開局被退婚,我神瞳仙師驚動全球

第43章 死士

沈瞳側身,刀鋒貼著他的衣領掠過,帶起一縷碎布。他右手扣住對方手腕,五指一收,骨節發出輕微的爆響。

那死士沒叫,眼神空,像木偶被折斷一根線。

沈瞳抬膝頂在他腹部,那人被頂得彎下腰,仍舊不吐血不喘氣,像一具被塞了鐵塊的皮囊。沈瞳手指在他後頸一點,真氣透入,直接震斷他的氣機。

死士倒下時,身體抽了一下,眼睛還睜著,瞳孔卻散了。

另一名死士已逼到沈瞳身側,掌心一翻,寒芒如雨。那不是普通暗器,細到幾乎看不見,帶著一股甜膩的腥。

沈瞳不退,反而迎上去,左手兩指夾住其中一根細針,指腹被擦破一點血皮。那死士趁勢貼近,膝撞、肘砸、鎖喉一氣嗬成,招招奔著“快殺”去。

沈瞳任由他壓過來,像在量一具器械的行程。

他想知道操控者的底線,也想知道這具傀儡還能撐到什麽程度。

死士的肘砸落下,沈瞳抬臂硬擋,骨頭發出一聲悶響。死士眼神毫無波動,下一瞬手掌已扣向沈瞳的喉結。

沈瞳忽然笑了。

笑意很淡,卻讓那死士的動作出現了極短的停頓,像控製他的那根線抖了一下。

就這一瞬。

沈瞳的重瞳裏金光炸開,第三層的壓製像一座看不見的山猛地砸下。死士膝蓋一軟,整個人被按跪在地,額頭幾乎磕到青磚。

沈瞳彎腰,捏住他的下巴,把他的臉抬起來。

“屠剛讓你來的?”他問。

死士嘴唇顫了一下,喉嚨裏滾出一聲像野獸的低哼,聽不出字。

沈瞳的手指移到他耳後,摸到那片淤青孔洞時,瞳中世界裏傳來一絲極細的反饋,像有根針從很遠的地方輕輕紮了他一下。

操控端在回應。

沈瞳眼底的暗金更深,像把那根線攥住了。

他忽然鬆手,後退一步,像給死士讓出路。死士身體僵了半息,竟真像接到指令般猛地彈起,轉身就逃,速度比剛才更快,像被什麽東西逼著必須活著帶回消息。

沈瞳沒追得太緊。

他抬手,在虛空裏輕輕一劃。

那名死士後背像被烙了一個看不見的印記,氣息裏多出一絲極淡的金線,藏進血肉裏,貼著經絡遊走。隻要他還在這座城裏喘氣,沈瞳就能順著那根線摸到他的窩。
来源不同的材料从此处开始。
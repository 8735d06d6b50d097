//! Finance Tracker records income and outcome transactions, keeps a running
//! balance and files every transaction under a category.
//!
//! This library provides the bookkeeping layer: recording single
//! transactions, bulk importing transactions from CSV files and computing the
//! balance, on top of a SQLite database.

#![warn(missing_docs)]

use serde::Serialize;

mod balance;
mod category;
mod csv_import;
mod database_id;
mod db;
pub mod logging;
pub mod stores;
mod transaction;

#[cfg(test)]
mod test_utils;

pub use balance::{
    Balance, TransactionsWithBalance, compute_balance, get_balance, list_transactions,
};
pub use category::{Category, CategoryId, CategoryTitle};
pub use csv_import::{ImportRow, import_transactions, parse_csv, parse_csv_file};
pub use database_id::DatabaseId;
pub use db::{initialize as initialize_db, open_shared_connection};
pub use transaction::{
    NewTransaction, Transaction, TransactionBuilder, TransactionId, TransactionType,
    record_transaction,
};

/// The errors that may occur in the application.
#[derive(Debug, thiserror::Error, PartialEq)]
pub enum Error {
    /// Recording the transaction or importing the batch would bring the
    /// total balance below zero.
    ///
    /// `total` is the balance before the operation and `change` is the
    /// signed amount the operation would have added to it.
    #[error("the total balance of {total} would become negative after applying {change}")]
    BalanceViolation {
        /// The total balance before the operation.
        total: f64,
        /// The signed change the operation would have applied.
        change: f64,
    },

    /// A transaction value was negative, NaN or infinite.
    ///
    /// The direction of a transaction is given by its type, so values are
    /// always non-negative.
    #[error("transaction value must be a non-negative number, got {0}")]
    InvalidValue(f64),

    /// An empty string was used to create a category title.
    #[error("Category title cannot be empty")]
    EmptyCategoryTitle,

    /// A transaction type other than `income` or `outcome` was given.
    #[error("\"{0}\" is not a valid transaction type, expected \"income\" or \"outcome\"")]
    InvalidTransactionType(String),

    /// The CSV had issues that prevented it from being parsed.
    #[error("Could not parse the CSV file: {0}")]
    InvalidCSV(String),

    /// The category ID used to create a transaction did not match a valid category.
    #[error("the category ID {0} does not refer to a valid category")]
    InvalidCategory(CategoryId),

    /// The requested resource was not found.
    ///
    /// Internally, this error may occur when a query returns no rows.
    #[error("the requested resource could not be found")]
    NotFound,

    /// An unhandled/unexpected SQL error.
    #[error("an unexpected SQL error occurred: {0}")]
    SqlError(rusqlite::Error),

    /// Could not acquire the database lock
    #[error("could not acquire the database lock")]
    DatabaseLockError,

    /// A background task panicked or was cancelled before it finished.
    #[error("a background task failed: {0}")]
    TaskFailed(String),

    /// A file could not be read.
    #[error("could not read file: {0}")]
    Io(String),

    /// An error occurred while serializing a struct as JSON
    #[error("could not serialize as JSON: {0}")]
    JSONSerializationError(String),
}

impl Error {
    /// The HTTP-equivalent status code for this error.
    ///
    /// Errors caused by the caller's input map to 400, missing rows to 404
    /// and everything else to 500.
    pub fn status_code(&self) -> u16 {
        match self {
            Error::BalanceViolation { .. }
            | Error::InvalidValue(_)
            | Error::EmptyCategoryTitle
            | Error::InvalidTransactionType(_)
            | Error::InvalidCSV(_)
            | Error::InvalidCategory(_) => 400,
            Error::NotFound => 404,
            Error::SqlError(_)
            | Error::DatabaseLockError
            | Error::TaskFailed(_)
            | Error::Io(_)
            | Error::JSONSerializationError(_) => 500,
        }
    }
}

impl From<rusqlite::Error> for Error {
    fn from(value: rusqlite::Error) -> Self {
        match value {
            rusqlite::Error::QueryReturnedNoRows => Error::NotFound,
            error => {
                tracing::error!("an unhandled SQL error occurred: {}", error);
                Error::SqlError(error)
            }
        }
    }
}

impl From<tokio::task::JoinError> for Error {
    fn from(value: tokio::task::JoinError) -> Self {
        tracing::error!("a background task failed: {}", value);
        Error::TaskFailed(value.to_string())
    }
}

/// The body reported to a client when an operation fails.
#[derive(Debug, Clone, PartialEq, Serialize)]
pub struct ErrorResponse {
    /// Always `"error"`.
    pub status: &'static str,
    /// The HTTP-equivalent status code, see [Error::status_code].
    pub code: u16,
    /// A human readable description of the error.
    pub message: String,
}

impl From<&Error> for ErrorResponse {
    fn from(error: &Error) -> Self {
        Self {
            status: "error",
            code: error.status_code(),
            message: error.to_string(),
        }
    }
}
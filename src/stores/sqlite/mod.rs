//! Implements the stores on top of a shared SQLite connection.

mod category;
mod transaction;

pub use category::SQLiteCategoryStore;
pub use transaction::SQLiteTransactionStore;

use std::sync::{Arc, Mutex, MutexGuard};

use rusqlite::Connection;

use crate::Error;

/// Create a transaction store and a category store that share `connection`.
///
/// The database should already be initialized, e.g. with
/// [initialize_db](crate::initialize_db).
pub fn create_sqlite_stores(
    connection: Arc<Mutex<Connection>>,
) -> (SQLiteTransactionStore, SQLiteCategoryStore) {
    (
        SQLiteTransactionStore::new(connection.clone()),
        SQLiteCategoryStore::new(connection),
    )
}

fn lock_connection(connection: &Mutex<Connection>) -> Result<MutexGuard<'_, Connection>, Error> {
    connection.lock().map_err(|error| {
        tracing::error!("could not acquire database lock: {error}");
        Error::DatabaseLockError
    })
}
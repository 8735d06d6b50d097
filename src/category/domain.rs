//! Core category domain types.

use std::{fmt::Display, str::FromStr};

use serde::{Deserialize, Serialize};

use crate::{Error, database_id::DatabaseId};

/// A validated, non-empty category title.
#[derive(Clone, Debug, PartialEq, Eq, PartialOrd, Ord, Serialize, Deserialize, Hash)]
#[serde(try_from = "String")]
pub struct CategoryTitle(String);

impl CategoryTitle {
    /// Create a category title.
    ///
    /// Leading and trailing whitespace is removed.
    ///
    /// # Errors
    ///
    /// This function will return an [Error::EmptyCategoryTitle] if `title` is
    /// empty or only whitespace.
    pub fn new(title: &str) -> Result<Self, Error> {
        let title = title.trim();

        if title.is_empty() {
            Err(Error::EmptyCategoryTitle)
        } else {
            Ok(Self(title.to_string()))
        }
    }

    /// Create a category title without validation.
    ///
    /// The caller should ensure that the string is not empty.
    ///
    /// This function has `_unchecked` in the name but is not `unsafe`, because if the non-empty invariant is violated it will cause incorrect behaviour but not affect memory safety.
    pub fn new_unchecked(title: &str) -> Self {
        Self(title.to_string())
    }
}

impl AsRef<str> for CategoryTitle {
    fn as_ref(&self) -> &str {
        &self.0
    }
}

impl FromStr for CategoryTitle {
    type Err = Error;

    fn from_str(s: &str) -> Result<Self, Self::Err> {
        CategoryTitle::new(s)
    }
}

impl TryFrom<String> for CategoryTitle {
    type Error = Error;

    fn try_from(value: String) -> Result<Self, Self::Error> {
        CategoryTitle::new(&value)
    }
}

impl Display for CategoryTitle {
    fn fmt(&self, f: &mut std::fmt::Formatter<'_>) -> std::fmt::Result {
        write!(f, "{}", self.0)
    }
}

/// Database identifier for a category.
pub type CategoryId = DatabaseId;

/// A named grouping for transactions (e.g., 'Housing', 'Salary').
#[derive(Debug, Clone, PartialEq, Eq, Serialize, Deserialize, Hash)]
pub struct Category {
    /// The ID of the category.
    pub id: CategoryId,
    /// The unique title of the category.
    pub title: CategoryTitle,
}
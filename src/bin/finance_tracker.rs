use std::{path::PathBuf, process::ExitCode};

use clap::{Parser, Subcommand};
use serde::Serialize;

use finance_tracker::{
    CategoryTitle, Error, ErrorResponse, NewTransaction, TransactionType, get_balance,
    import_transactions, list_transactions, logging::init_tracing, open_shared_connection,
    parse_csv_file, record_transaction, stores::sqlite::create_sqlite_stores,
};

/// Record transactions, import them from CSV files and check the balance.
#[derive(Parser, Debug)]
#[command(version, about, long_about = None)]
struct Args {
    /// File path to the application SQLite database.
    #[arg(long)]
    db_path: PathBuf,

    /// The minimum level of log messages to show, overridden by `RUST_LOG`.
    #[arg(long, default_value = "info")]
    log_level: String,

    #[command(subcommand)]
    command: Command,
}

#[derive(Subcommand, Debug)]
enum Command {
    /// Print the income, outcome and total of all transactions.
    Balance,

    /// Print all transactions along with the balance.
    List,

    /// Record a single transaction.
    Record {
        /// What the transaction was for.
        #[arg(long)]
        title: String,

        /// Either "income" or "outcome".
        #[arg(long = "type")]
        transaction_type: String,

        /// The amount of money earned or spent.
        #[arg(long)]
        value: f64,

        /// The category to file the transaction under, created if missing.
        #[arg(long)]
        category: String,
    },

    /// Import transactions from a CSV file with the columns title, type, value and category.
    Import {
        /// File path to the CSV file.
        csv_path: PathBuf,
    },
}

#[tokio::main]
async fn main() -> ExitCode {
    let args = Args::parse();
    init_tracing(&args.log_level);

    match run(args).await {
        Ok(output) => {
            println!("{output}");
            ExitCode::SUCCESS
        }
        Err(error) => {
            let response = ErrorResponse::from(&error);
            let body =
                serde_json::to_string_pretty(&response).unwrap_or_else(|_| error.to_string());
            eprintln!("{body}");
            ExitCode::FAILURE
        }
    }
}

async fn run(args: Args) -> Result<String, Error> {
    let connection = open_shared_connection(&args.db_path)?;
    let (transaction_store, category_store) = create_sqlite_stores(connection);

    match args.command {
        Command::Balance => to_json(&get_balance(&transaction_store)?),
        Command::List => to_json(&list_transactions(&transaction_store)?),
        Command::Record {
            title,
            transaction_type,
            value,
            category,
        } => {
            let new_transaction = NewTransaction {
                title,
                transaction_type: transaction_type.parse::<TransactionType>()?,
                value,
                category: CategoryTitle::new(&category)?,
            };

            let transaction =
                record_transaction(new_transaction, &transaction_store, &category_store).await?;

            to_json(&transaction)
        }
        Command::Import { csv_path } => {
            let rows = parse_csv_file(&csv_path)?;
            tracing::info!("Read {} rows from {csv_path:?}", rows.len());

            let transactions =
                import_transactions(rows, &transaction_store, &category_store).await?;

            to_json(&transactions)
        }
    }
}

fn to_json<T: Serialize>(value: &T) -> Result<String, Error> {
    serde_json::to_string_pretty(value)
        .map_err(|error| Error::JSONSerializationError(error.to_string()))
}
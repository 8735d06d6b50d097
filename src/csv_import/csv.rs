//! Decodes CSV text into rows ready for import.

use std::path::Path;

use csv::{ReaderBuilder, Trim};
use serde::{Deserialize, Serialize};

use crate::{Error, category::CategoryTitle, transaction::TransactionType};

/// One transaction read from a CSV file.
///
/// The CSV file must start with a header naming the columns `title`, `type`,
/// `value` and `category`. Other columns are ignored.
#[derive(Debug, Clone, PartialEq, Serialize, Deserialize)]
pub struct ImportRow {
    /// A text description of what the transaction was for.
    pub title: String,
    /// Either `income` or `outcome`.
    #[serde(rename = "type")]
    pub transaction_type: TransactionType,
    /// The amount of money earned or spent.
    pub value: f64,
    /// The title of the category to file the transaction under.
    pub category: CategoryTitle,
}

/// Parses CSV text into [ImportRow]s.
///
/// The first line is treated as the header and whitespace is trimmed from
/// every header and field.
///
/// # Errors
/// Returns [Error::InvalidCSV] if any record is missing a column, has a
/// value that is not a number, an unknown type or an empty category.
pub fn parse_csv(text: &str) -> Result<Vec<ImportRow>, Error> {
    ReaderBuilder::new()
        .has_headers(true)
        .trim(Trim::All)
        .from_reader(text.as_bytes())
        .deserialize()
        .map(|result| {
            result.map_err(|error| {
                tracing::debug!("Failed to parse CSV record: {error}");
                Error::InvalidCSV(error.to_string())
            })
        })
        .collect()
}

/// Reads the file at `path` and parses it with [parse_csv].
///
/// # Errors
/// Returns [Error::Io] if the file cannot be read, otherwise the same errors
/// as [parse_csv].
pub fn parse_csv_file(path: &Path) -> Result<Vec<ImportRow>, Error> {
    let text = std::fs::read_to_string(path).map_err(|error| {
        tracing::error!("Could not read {path:?}: {error}");
        Error::Io(format!("{}: {error}", path.display()))
    })?;

    parse_csv(&text)
}
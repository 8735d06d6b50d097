//! Computes the balance over all recorded transactions.

use serde::Serialize;

use crate::{
    Error,
    stores::TransactionStore,
    transaction::{Transaction, TransactionType},
};

/// The aggregate of all transactions.
///
/// `total` is always `income - outcome`.
#[derive(Debug, Clone, Copy, Default, PartialEq, Serialize)]
pub struct Balance {
    /// The sum of the values of all income transactions.
    pub income: f64,
    /// The sum of the values of all outcome transactions.
    pub outcome: f64,
    /// Income minus outcome.
    pub total: f64,
}

/// All transactions together with the balance they add up to.
#[derive(Debug, Clone, PartialEq, Serialize)]
pub struct TransactionsWithBalance {
    /// Every transaction in the order they were created.
    pub transactions: Vec<Transaction>,
    /// The balance of `transactions`.
    pub balance: Balance,
}

/// Add up `transactions` into a [Balance].
///
/// The order of `transactions` does not matter. An empty slice gives a
/// balance of all zeros.
pub fn compute_balance(transactions: &[Transaction]) -> Balance {
    transactions
        .iter()
        .fold(Balance::default(), |mut balance, transaction| {
            match transaction.transaction_type {
                TransactionType::Income => {
                    balance.income += transaction.value;
                    balance.total += transaction.value;
                }
                TransactionType::Outcome => {
                    balance.outcome += transaction.value;
                    balance.total -= transaction.value;
                }
            }

            balance
        })
}

/// Compute the balance over every transaction in `transaction_store`.
///
/// # Errors
/// Returns any error from the store.
pub fn get_balance<T: TransactionStore>(transaction_store: &T) -> Result<Balance, Error> {
    let transactions = transaction_store.get_all()?;

    Ok(compute_balance(&transactions))
}

/// Get every transaction in `transaction_store` along with their balance.
///
/// # Errors
/// Returns any error from the store.
pub fn list_transactions<T: TransactionStore>(
    transaction_store: &T,
) -> Result<TransactionsWithBalance, Error> {
    let transactions = transaction_store.get_all()?;
    let balance = compute_balance(&transactions);

    Ok(TransactionsWithBalance {
        transactions,
        balance,
    })
}

#[cfg(test)]
mod compute_balance_tests {
    use time::OffsetDateTime;

    use crate::transaction::{Transaction, TransactionType};

    use super::{Balance, compute_balance};

    fn transaction(transaction_type: TransactionType, value: f64) -> Transaction {
        Transaction {
            id: 1,
            title: "Test".to_owned(),
            transaction_type,
            value,
            category_id: 1,
            created_at: OffsetDateTime::UNIX_EPOCH,
        }
    }

    #[test]
    fn empty_input_gives_zero_balance() {
        assert_eq!(
            compute_balance(&[]),
            Balance {
                income: 0.0,
                outcome: 0.0,
                total: 0.0
            }
        );
    }

    #[test]
    fn sums_income_and_outcome_separately() {
        let transactions = [
            transaction(TransactionType::Income, 100.0),
            transaction(TransactionType::Outcome, 25.0),
            transaction(TransactionType::Outcome, 15.0),
            transaction(TransactionType::Income, 20.0),
        ];

        let balance = compute_balance(&transactions);

        assert_eq!(
            balance,
            Balance {
                income: 120.0,
                outcome: 40.0,
                total: 80.0
            }
        );
    }

    #[test]
    fn total_is_income_minus_outcome() {
        let values = [3.0, 0.5, 12.0, 7.25, 0.0, 19.0, 4.5];
        let transactions: Vec<_> = values
            .iter()
            .enumerate()
            .map(|(i, value)| {
                let transaction_type = if i % 3 == 0 {
                    TransactionType::Outcome
                } else {
                    TransactionType::Income
                };
                transaction(transaction_type, *value)
            })
            .collect();

        let balance = compute_balance(&transactions);

        assert_eq!(balance.total, balance.income - balance.outcome);
    }

    #[test]
    fn order_does_not_matter() {
        let mut transactions = vec![
            transaction(TransactionType::Income, 10.0),
            transaction(TransactionType::Outcome, 30.0),
            transaction(TransactionType::Income, 50.0),
        ];
        let forwards = compute_balance(&transactions);

        transactions.reverse();
        let backwards = compute_balance(&transactions);

        assert_eq!(forwards, backwards);
    }

    #[test]
    fn outcomes_can_make_total_negative() {
        let balance = compute_balance(&[transaction(TransactionType::Outcome, 5.0)]);

        assert_eq!(balance.total, -5.0);
    }
}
死士翻牆而出,牆外傳來輕微的落地聲,很快被夜風吞掉。

偏院裏重新安靜。

巡夜的保安聽見動靜趕來時,隻看到地上躺著一具屍體,脖頸處沒有明顯傷口,眼睛睜著,像被嚇死。保安臉色發白,剛要開口,沈瞳抬手示意他別出聲。

“叫你們隊長來。”沈瞳說,“別驚動薑靈。”

保安點頭如搗蒜,轉身跑走。

沈瞳走到院牆邊,抬頭看了眼月亮。月色冷,雲層卻厚,像隨時會壓下來把人悶死。

他閉眼,瞳中世界再次鋪開。

那名逃走的死士像一團被牽引的黑影,在城市邊緣疾奔。金線牽著他,穿過巷子、跨過河堤、繞過一片正在施工的工地,最終朝城東偏南的一片老工業區鑽去。

廢棄工廠。

沈瞳睜眼,身影在牆邊一閃,整個人已掠出偏院,速度快到像從夜裏剜走一塊黑。

半小時後,工廠區的鐵門在風中輕輕擺動,發出“吱呀”一聲長響。

裏麵荒草沒膝,舊車間的玻璃碎了大半,地上散著鏽蝕的螺絲和斷電纜。遠處一棟二層小樓還亮著燈,燈光被窗簾切成細條,像有人用刀在裏麵剁東西。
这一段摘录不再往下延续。